### Source data:
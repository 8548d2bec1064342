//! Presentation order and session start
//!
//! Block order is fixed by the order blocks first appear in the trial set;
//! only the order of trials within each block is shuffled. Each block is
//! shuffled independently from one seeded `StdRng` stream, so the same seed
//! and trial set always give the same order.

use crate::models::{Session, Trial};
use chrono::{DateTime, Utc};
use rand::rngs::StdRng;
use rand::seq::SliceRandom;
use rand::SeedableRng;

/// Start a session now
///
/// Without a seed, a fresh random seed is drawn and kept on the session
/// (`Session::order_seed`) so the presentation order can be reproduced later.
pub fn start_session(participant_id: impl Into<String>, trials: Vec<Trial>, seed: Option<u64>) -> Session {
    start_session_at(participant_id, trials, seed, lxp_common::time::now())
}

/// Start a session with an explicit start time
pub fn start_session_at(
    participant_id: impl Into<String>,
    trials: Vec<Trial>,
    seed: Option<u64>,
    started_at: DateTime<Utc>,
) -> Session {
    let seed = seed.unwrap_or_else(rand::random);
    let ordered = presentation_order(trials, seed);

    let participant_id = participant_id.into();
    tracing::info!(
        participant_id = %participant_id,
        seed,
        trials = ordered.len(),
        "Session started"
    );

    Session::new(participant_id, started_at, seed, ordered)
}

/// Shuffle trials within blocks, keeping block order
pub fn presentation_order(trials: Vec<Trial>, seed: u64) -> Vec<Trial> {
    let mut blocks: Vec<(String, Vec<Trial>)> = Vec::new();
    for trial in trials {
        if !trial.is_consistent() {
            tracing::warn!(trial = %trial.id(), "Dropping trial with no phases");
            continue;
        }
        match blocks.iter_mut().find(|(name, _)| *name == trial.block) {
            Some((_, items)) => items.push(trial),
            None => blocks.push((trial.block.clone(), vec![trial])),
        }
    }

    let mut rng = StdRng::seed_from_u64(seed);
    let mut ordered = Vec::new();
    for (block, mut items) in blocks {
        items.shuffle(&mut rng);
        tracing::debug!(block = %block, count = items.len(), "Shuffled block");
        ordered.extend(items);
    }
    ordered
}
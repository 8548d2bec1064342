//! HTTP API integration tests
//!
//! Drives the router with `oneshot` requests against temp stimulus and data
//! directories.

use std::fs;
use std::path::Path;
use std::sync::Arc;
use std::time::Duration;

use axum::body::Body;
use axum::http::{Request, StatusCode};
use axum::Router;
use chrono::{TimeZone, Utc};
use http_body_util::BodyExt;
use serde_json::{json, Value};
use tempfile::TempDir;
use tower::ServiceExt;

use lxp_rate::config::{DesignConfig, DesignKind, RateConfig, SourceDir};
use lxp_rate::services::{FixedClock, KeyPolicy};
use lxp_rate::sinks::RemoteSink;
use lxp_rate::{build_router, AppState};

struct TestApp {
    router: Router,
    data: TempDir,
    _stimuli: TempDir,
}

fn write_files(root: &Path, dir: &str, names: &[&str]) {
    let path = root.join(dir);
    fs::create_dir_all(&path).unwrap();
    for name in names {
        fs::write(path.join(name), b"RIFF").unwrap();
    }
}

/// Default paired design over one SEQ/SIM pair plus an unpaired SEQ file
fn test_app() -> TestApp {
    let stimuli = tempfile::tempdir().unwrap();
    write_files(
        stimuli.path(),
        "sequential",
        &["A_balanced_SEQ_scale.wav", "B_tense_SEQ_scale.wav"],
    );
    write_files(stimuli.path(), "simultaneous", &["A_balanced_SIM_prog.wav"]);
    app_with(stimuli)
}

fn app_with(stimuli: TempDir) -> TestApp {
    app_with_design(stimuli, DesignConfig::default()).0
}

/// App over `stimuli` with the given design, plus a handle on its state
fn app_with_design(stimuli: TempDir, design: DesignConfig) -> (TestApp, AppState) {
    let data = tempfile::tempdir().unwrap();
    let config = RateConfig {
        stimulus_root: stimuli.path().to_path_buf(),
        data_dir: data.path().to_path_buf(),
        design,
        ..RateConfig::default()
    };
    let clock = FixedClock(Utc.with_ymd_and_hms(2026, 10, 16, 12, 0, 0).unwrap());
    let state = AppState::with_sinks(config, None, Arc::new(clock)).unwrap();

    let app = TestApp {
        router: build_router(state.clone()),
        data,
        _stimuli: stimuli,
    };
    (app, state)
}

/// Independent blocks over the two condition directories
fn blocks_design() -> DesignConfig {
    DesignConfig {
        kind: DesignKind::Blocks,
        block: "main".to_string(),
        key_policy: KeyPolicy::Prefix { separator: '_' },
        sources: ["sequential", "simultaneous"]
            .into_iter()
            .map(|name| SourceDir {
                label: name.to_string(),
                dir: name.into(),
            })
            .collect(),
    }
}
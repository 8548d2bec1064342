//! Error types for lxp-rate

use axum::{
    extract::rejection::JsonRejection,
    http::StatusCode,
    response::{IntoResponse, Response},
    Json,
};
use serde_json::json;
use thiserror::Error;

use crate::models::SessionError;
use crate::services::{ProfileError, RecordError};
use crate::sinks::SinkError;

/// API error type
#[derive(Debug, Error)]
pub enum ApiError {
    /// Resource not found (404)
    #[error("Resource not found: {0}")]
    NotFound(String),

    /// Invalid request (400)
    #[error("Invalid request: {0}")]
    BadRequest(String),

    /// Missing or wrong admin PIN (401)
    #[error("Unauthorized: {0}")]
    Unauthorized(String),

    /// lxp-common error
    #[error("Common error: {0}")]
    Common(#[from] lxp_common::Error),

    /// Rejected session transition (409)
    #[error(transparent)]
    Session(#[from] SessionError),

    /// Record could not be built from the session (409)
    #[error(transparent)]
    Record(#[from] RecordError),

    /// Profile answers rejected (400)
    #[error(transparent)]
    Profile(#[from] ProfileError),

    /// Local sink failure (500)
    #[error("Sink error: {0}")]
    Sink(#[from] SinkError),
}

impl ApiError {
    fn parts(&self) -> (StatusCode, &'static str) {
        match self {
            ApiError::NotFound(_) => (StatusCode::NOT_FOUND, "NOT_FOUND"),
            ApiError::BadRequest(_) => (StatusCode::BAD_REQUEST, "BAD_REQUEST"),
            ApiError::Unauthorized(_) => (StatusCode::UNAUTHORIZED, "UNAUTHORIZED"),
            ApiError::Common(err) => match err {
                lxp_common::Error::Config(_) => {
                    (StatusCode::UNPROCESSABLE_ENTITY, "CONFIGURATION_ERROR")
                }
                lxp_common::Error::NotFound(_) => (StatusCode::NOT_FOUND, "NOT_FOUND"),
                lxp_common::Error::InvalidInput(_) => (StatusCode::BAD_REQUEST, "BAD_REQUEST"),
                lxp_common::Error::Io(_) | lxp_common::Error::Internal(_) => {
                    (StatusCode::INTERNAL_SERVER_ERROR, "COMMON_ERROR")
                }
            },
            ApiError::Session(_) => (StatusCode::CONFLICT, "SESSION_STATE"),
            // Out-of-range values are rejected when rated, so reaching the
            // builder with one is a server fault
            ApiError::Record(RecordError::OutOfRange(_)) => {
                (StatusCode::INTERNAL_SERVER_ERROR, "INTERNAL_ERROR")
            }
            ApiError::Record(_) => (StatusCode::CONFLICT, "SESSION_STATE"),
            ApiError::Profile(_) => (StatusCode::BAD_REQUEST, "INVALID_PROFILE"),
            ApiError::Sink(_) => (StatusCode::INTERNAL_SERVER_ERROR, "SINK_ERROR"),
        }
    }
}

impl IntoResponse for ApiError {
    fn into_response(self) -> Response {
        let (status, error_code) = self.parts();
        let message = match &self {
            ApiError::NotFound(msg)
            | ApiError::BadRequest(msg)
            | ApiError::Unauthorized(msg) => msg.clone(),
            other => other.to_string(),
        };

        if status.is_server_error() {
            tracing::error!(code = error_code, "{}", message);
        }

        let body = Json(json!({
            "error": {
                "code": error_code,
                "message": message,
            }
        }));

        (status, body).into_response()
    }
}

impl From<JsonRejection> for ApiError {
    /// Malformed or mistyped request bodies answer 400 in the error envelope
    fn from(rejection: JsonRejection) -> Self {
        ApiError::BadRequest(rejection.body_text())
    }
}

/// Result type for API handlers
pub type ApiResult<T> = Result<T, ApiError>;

### What you will do:
Lines holding the string "Option" must be copied out of the entries above.

### Problem solution:
pub fn start_session(participant_id: impl Into<String>, trials: Vec<Trial>, seed: Option<u64>) -> Session {
    seed: Option<u64>,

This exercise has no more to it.